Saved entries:
======

use std::collections::BTreeMap;
use std::time::Instant;

/// Observer for per-tick acquisition events.
///
/// The acquisition worker reports stage timings and counts through this
/// trait so the CLI can print a session report while tests stay silent.
pub trait PipelineLogger: Send {
    /// Called when acquisition starts, before the first tick.
    fn begin_session(&mut self) {}

    /// Called once per frame handed to the display sink.
    fn frame_delivered(&mut self, index: usize);

    /// Record how long a named tick stage took.
    fn timing(&mut self, stage: &str, duration_ms: f64);

    /// Record a point-in-time metric (e.g. faces found in a frame).
    fn metric(&mut self, name: &str, value: f64);

    /// Emit an end-of-session summary. Default: no-op.
    fn summary(&self) {}
}

/// Discards all events.
pub struct NullPipelineLogger;

impl PipelineLogger for NullPipelineLogger {
    fn frame_delivered(&mut self, _index: usize) {}
    fn timing(&mut self, _stage: &str, _duration_ms: f64) {}
    fn metric(&mut self, _name: &str, _value: f64) {}
}

/// Running aggregate; a live session has no frame bound so samples are
/// folded in rather than stored.
#[derive(Clone, Copy, Debug, Default, PartialEq)]
pub struct Aggregate {
    pub count: usize,
    pub total: f64,
    pub max: f64,
}

impl Aggregate {
    fn push(&mut self, value: f64) {
        self.count += 1;
        self.total += value;
        if self.count == 1 || value > self.max {
            self.max = value;
        }
    }

    pub fn mean(&self) -> f64 {
        if self.count == 0 {
            0.0
        } else {
            self.total / self.count as f64
        }
    }
}

/// Tracks per-stage timing and metrics for one acquisition session and
/// reports delivery progress every `throttle_frames` frames. Everything is
/// cleared when the next session begins.
pub struct SummaryPipelineLogger {
    throttle_frames: usize,
    timings: BTreeMap<String, Aggregate>,
    metrics: BTreeMap<String, Aggregate>,
    start_time: Instant,
    frames_delivered: usize,
}

impl SummaryPipelineLogger {
    pub fn new(throttle_frames: usize) -> Self {
        Self {
            throttle_frames: throttle_frames.max(1),
            timings: BTreeMap::new(),
            metrics: BTreeMap::new(),
            start_time: Instant::now(),
            frames_delivered: 0,
        }
    }

    pub fn frames_delivered(&self) -> usize {
        self.frames_delivered
    }

    pub fn timing_for(&self, stage: &str) -> Option<Aggregate> {
        self.timings.get(stage).copied()
    }

    pub fn metric_for(&self, name: &str) -> Option<Aggregate> {
        self.metrics.get(name).copied()
    }

    /// Returns the formatted summary, or `None` if nothing was recorded.
    pub fn summary_string(&self) -> Option<String> {
        if self.timings.is_empty() && self.metrics.is_empty() {
            return None;
        }

        let elapsed_ms = self.start_time.elapsed().as_secs_f64() * 1000.0;
        let frames = self.frames_delivered;
        let mut lines = vec![format!(
            "Session summary ({frames} frames, {:.1}s):",
            elapsed_ms / 1000.0
        )];

        for (stage, agg) in &self.timings {
            lines.push(format!(
                "  {stage:10}: avg {:6.1}ms  max {:6.1}ms  ({} samples)",
                agg.mean(),
                agg.max,
                agg.count
            ));
        }
        for (name, agg) in &self.metrics {
            lines.push(format!("  {name}: avg {:.1}  max {:.0}", agg.mean(), agg.max));
        }

        if frames > 0 && elapsed_ms > 0.0 {
            let fps = frames as f64 / (elapsed_ms / 1000.0);
            lines.push(format!("  Throughput: {fps:.1} fps"));
        }

        Some(lines.join("\n"))
    }
}

impl Default for SummaryPipelineLogger {
    fn default() -> Self {
        Self::new(300)
    }
}

impl PipelineLogger for SummaryPipelineLogger {
    fn begin_session(&mut self) {
        self.timings.clear();
        self.metrics.clear();
        self.frames_delivered = 0;
        self.start_time = Instant::now();
    }

    fn frame_delivered(&mut self, index: usize) {
        self.frames_delivered += 1;
        if self.frames_delivered % self.throttle_frames == 0 {
            log::info!(
                "Delivered {} frames (last index {index})",
                self.frames_delivered
            );
        }
    }

    fn timing(&mut self, stage: &str, duration_ms: f64) {
        self.timings.entry(stage.to_string()).or_default().push(duration_ms);
    }

    fn metric(&mut self, name: &str, value: f64) {
        self.metrics.entry(name.to_string()).or_default().push(value);
    }

    fn summary(&self) {
        if let Some(text) = self.summary_string() {
            log::info!("\n\n{text}");
        }
    }
}
use std::time::Duration;

/// Fixed acquisition period (~30 Hz).
pub const TICK_PERIOD: Duration = Duration::from_millis(33);

pub const DEFAULT_DEVICE_INDEX: u32 = 0;

pub const HAAR_MODEL_PATH: &str = "resources/haarcascades/haarcascade_frontalface_alt.xml";
pub const LBP_MODEL_PATH: &str = "resources/lbpcascades/lbpcascade_frontalface.xml";
pub const NEURAL_MODEL_PATH: &str = "resources/yunet/face_detection_yunet_2023mar_int8bq.onnx";

// Cascade detection
pub const CASCADE_SCALE_FACTOR: f64 = 1.1;
pub const CASCADE_MIN_NEIGHBORS: i32 = 2;
/// Smallest face searched for, as a fraction of frame height.
pub const CASCADE_MIN_FACE_RATIO: f32 = 0.2;

// Neural detection
pub const NEURAL_INPUT_WIDTH: u32 = 320;
pub const NEURAL_INPUT_HEIGHT: u32 = 320;
/// Threshold applied inside the model backend before rows are emitted.
pub const NEURAL_MODEL_SCORE_THRESHOLD: f32 = 0.9;
/// Threshold applied to emitted rows before they become detections.
pub const NEURAL_SCORE_THRESHOLD: f32 = 0.6;
pub const NEURAL_NMS_THRESHOLD: f32 = 0.3;
pub const NEURAL_TOP_K: usize = 500;

/// Columns in one neural output row: box (4), five landmarks (10), score (1).
pub const NEURAL_ROW_COLUMNS: usize = 15;
pub const NEURAL_LANDMARK_COUNT: usize = 5;
pub mod frame_annotator;
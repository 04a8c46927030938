pub mod acquisition_loop;
pub mod acquisition_stats;
pub mod detection_guard;
pub mod detector_selector;
pub mod display_sink;
pub mod pipeline_logger;
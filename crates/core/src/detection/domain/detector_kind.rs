use std::fmt;
use std::str::FromStr;

/// Which detector is selected. Exactly one value holds at a time.
#[derive(Clone, Copy, Debug, Default, PartialEq, Eq, Hash)]
#[repr(u8)]
pub enum DetectorKind {
    #[default]
    None = 0,
    Haar = 1,
    Lbp = 2,
    Neural = 3,
}

impl DetectorKind {
    pub const ALL: [DetectorKind; 4] = [
        DetectorKind::None,
        DetectorKind::Haar,
        DetectorKind::Lbp,
        DetectorKind::Neural,
    ];

    pub fn is_cascade(self) -> bool {
        matches!(self, DetectorKind::Haar | DetectorKind::Lbp)
    }

    pub fn as_u8(self) -> u8 {
        self as u8
    }

    pub fn from_u8(value: u8) -> Self {
        match value {
            1 => DetectorKind::Haar,
            2 => DetectorKind::Lbp,
            3 => DetectorKind::Neural,
            _ => DetectorKind::None,
        }
    }
}

impl fmt::Display for DetectorKind {
    fn fmt(&self, f: &mut fmt::Formatter<'_>) -> fmt::Result {
        let name = match self {
            DetectorKind::None => "none",
            DetectorKind::Haar => "haar",
            DetectorKind::Lbp => "lbp",
            DetectorKind::Neural => "neural",
        };
        f.write_str(name)
    }
}

impl FromStr for DetectorKind {
    type Err = String;

    fn from_str(s: &str) -> Result<Self, Self::Err> {
        match s.to_ascii_lowercase().as_str() {
            "none" | "off" => Ok(DetectorKind::None),
            "haar" => Ok(DetectorKind::Haar),
            "lbp" => Ok(DetectorKind::Lbp),
            "neural" | "yunet" | "dnn" => Ok(DetectorKind::Neural),
            other => Err(format!(
                "unknown detector '{other}' (expected none, haar, lbp or neural)"
            )),
        }
    }
}
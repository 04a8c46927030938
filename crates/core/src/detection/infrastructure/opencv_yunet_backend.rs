use ndarray::Array2;
use opencv::core::{Mat, Ptr, Size};
use opencv::dnn::{DNN_BACKEND_DEFAULT, DNN_TARGET_CPU};
use opencv::objdetect::FaceDetectorYN;
use opencv::prelude::*;

use crate::detection::domain::errors::{DetectionError, ModelLoadError};
use crate::detection::domain::neural_backend::NeuralBackend;
use crate::detection::infrastructure::neural_detector::NeuralConfig;
use crate::shared::frame::Frame;
use crate::shared::opencv_mat::frame_to_bgr_mat;

/// YuNet through OpenCV's `FaceDetectorYN`, which decodes and suppresses
/// natively and emits rows directly.
pub struct OpenCvYunetBackend {
    detector: Ptr<FaceDetectorYN>,
    input_size: (u32, u32),
}

// Safety: one owner at a time, accessed through `&mut self` only.
unsafe impl Send for OpenCvYunetBackend {}

impl OpenCvYunetBackend {
    pub fn new(config: &NeuralConfig) -> Result<Self, ModelLoadError> {
        let path = &config.model_path;
        if !path.is_file() {
            return Err(ModelLoadError::NotFound { path: path.clone() });
        }
        let invalid = |reason: String| ModelLoadError::Invalid {
            path: path.clone(),
            reason,
        };
        let path_str = path
            .to_str()
            .ok_or_else(|| invalid("path is not valid UTF-8".to_string()))?;
        let detector = FaceDetectorYN::create(
            path_str,
            "",
            Size::new(config.input_width as i32, config.input_height as i32),
            config.model_score_threshold,
            config.nms_threshold,
            config.top_k as i32,
            DNN_BACKEND_DEFAULT,
            DNN_TARGET_CPU,
        )
        .map_err(|e| invalid(e.to_string()))?;
        log::info!("Loaded YuNet model {} with OpenCV DNN", path.display());
        Ok(Self {
            detector,
            input_size: (config.input_width, config.input_height),
        })
    }
}

impl NeuralBackend for OpenCvYunetBackend {
    fn set_input_size(&mut self, width: u32, height: u32) {
        if self.input_size == (width, height) {
            return;
        }
        match self
            .detector
            .set_input_size(Size::new(width as i32, height as i32))
        {
            Ok(()) => self.input_size = (width, height),
            Err(e) => log::warn!("Failed to set YuNet input size {width}x{height}: {e}"),
        }
    }

    fn infer(&mut self, frame: &Frame) -> Result<Array2<f32>, DetectionError> {
        let input = frame_to_bgr_mat(frame)?;
        let mut faces = Mat::default();
        self.detector.detect(&input, &mut faces)?;

        let rows = faces.rows().max(0) as usize;
        let cols = faces.cols().max(0) as usize;
        let mut out = Array2::<f32>::zeros((rows, cols));
        for r in 0..rows {
            for c in 0..cols {
                out[[r, c]] = *faces.at_2d::<f32>(r as i32, c as i32)?;
            }
        }
        Ok(out)
    }
}
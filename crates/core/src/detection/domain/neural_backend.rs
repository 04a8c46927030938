use ndarray::Array2;

use crate::detection::domain::errors::DetectionError;
use crate::shared::frame::Frame;

/// Single-pass neural face model.
///
/// `infer` returns one row per candidate surviving the backend's own score
/// threshold and overlap suppression, laid out as
/// `[x, y, w, h, x_re, y_re, x_le, y_le, x_nt, y_nt, x_rcm, y_rcm, x_lcm, y_lcm, score]`
/// in the coordinate space of the last `set_input_size` call.
pub trait NeuralBackend: Send {
    fn set_input_size(&mut self, width: u32, height: u32);

    fn infer(&mut self, frame: &Frame) -> Result<Array2<f32>, DetectionError>;
}
/// Axis-aligned box in pixel coordinates, origin top-left.
#[derive(Clone, Copy, Debug, PartialEq)]
pub struct BoundingBox {
    pub x: f32,
    pub y: f32,
    pub width: f32,
    pub height: f32,
}

impl BoundingBox {
    pub fn new(x: f32, y: f32, width: f32, height: f32) -> Self {
        Self {
            x,
            y,
            width,
            height,
        }
    }

    pub fn right(&self) -> f32 {
        self.x + self.width
    }

    pub fn bottom(&self) -> f32 {
        self.y + self.height
    }

    pub fn area(&self) -> f32 {
        self.width.max(0.0) * self.height.max(0.0)
    }

    pub fn iou(&self, other: &BoundingBox) -> f32 {
        let ix1 = self.x.max(other.x);
        let iy1 = self.y.max(other.y);
        let ix2 = self.right().min(other.right());
        let iy2 = self.bottom().min(other.bottom());

        let inter = (ix2 - ix1).max(0.0) * (iy2 - iy1).max(0.0);
        if inter == 0.0 {
            return 0.0;
        }
        inter / (self.area() + other.area() - inter)
    }
}

/// Facial keypoint (eye, nose tip or mouth corner).
#[derive(Clone, Copy, Debug, PartialEq)]
pub struct Landmark {
    pub x: f32,
    pub y: f32,
}

/// One face found in one frame.
///
/// Cascade detectors fill only `bbox`; the neural detector also reports five
/// ordered landmarks (right eye, left eye, nose tip, right mouth corner,
/// left mouth corner) and a confidence score in `[0, 1]`.
#[derive(Clone, Debug, PartialEq)]
pub struct Detection {
    pub bbox: BoundingBox,
    pub landmarks: Vec<Landmark>,
    pub score: Option<f32>,
}

impl Detection {
    pub fn cascade(bbox: BoundingBox) -> Self {
        Self {
            bbox,
            landmarks: Vec::new(),
            score: None,
        }
    }

    pub fn neural(bbox: BoundingBox, landmarks: Vec<Landmark>, score: f32) -> Self {
        Self {
            bbox,
            landmarks,
            score: Some(score),
        }
    }

    /// Unscored detections always pass.
    pub fn passes(&self, threshold: f32) -> bool {
        self.score.map_or(true, |s| s >= threshold)
    }
}

/// Greedy non-maximum suppression over `(box, score)` candidates.
///
/// Returns indices of kept candidates in descending score order, at most
/// `top_k` of them.
pub fn non_max_suppression(
    candidates: &[(BoundingBox, f32)],
    iou_threshold: f32,
    top_k: usize,
) -> Vec<usize> {
    let mut order: Vec<usize> = (0..candidates.len()).collect();
    order.sort_by(|&a, &b| {
        candidates[b]
            .1
            .partial_cmp(&candidates[a].1)
            .unwrap_or(std::cmp::Ordering::Equal)
    });
    order.truncate(top_k);

    let mut keep: Vec<usize> = Vec::new();
    for &i in &order {
        let dominated = keep
            .iter()
            .any(|&k| candidates[k].0.iou(&candidates[i].0) > iou_threshold);
        if !dominated {
            keep.push(i);
        }
    }
    keep
}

======

What is expected: Among the lines above, which hold the word "Some"? Report each one.

Exercise answer:
        Some(lines.join("\n"))
        if let Some(text) = self.summary_string() {
            score: Some(score),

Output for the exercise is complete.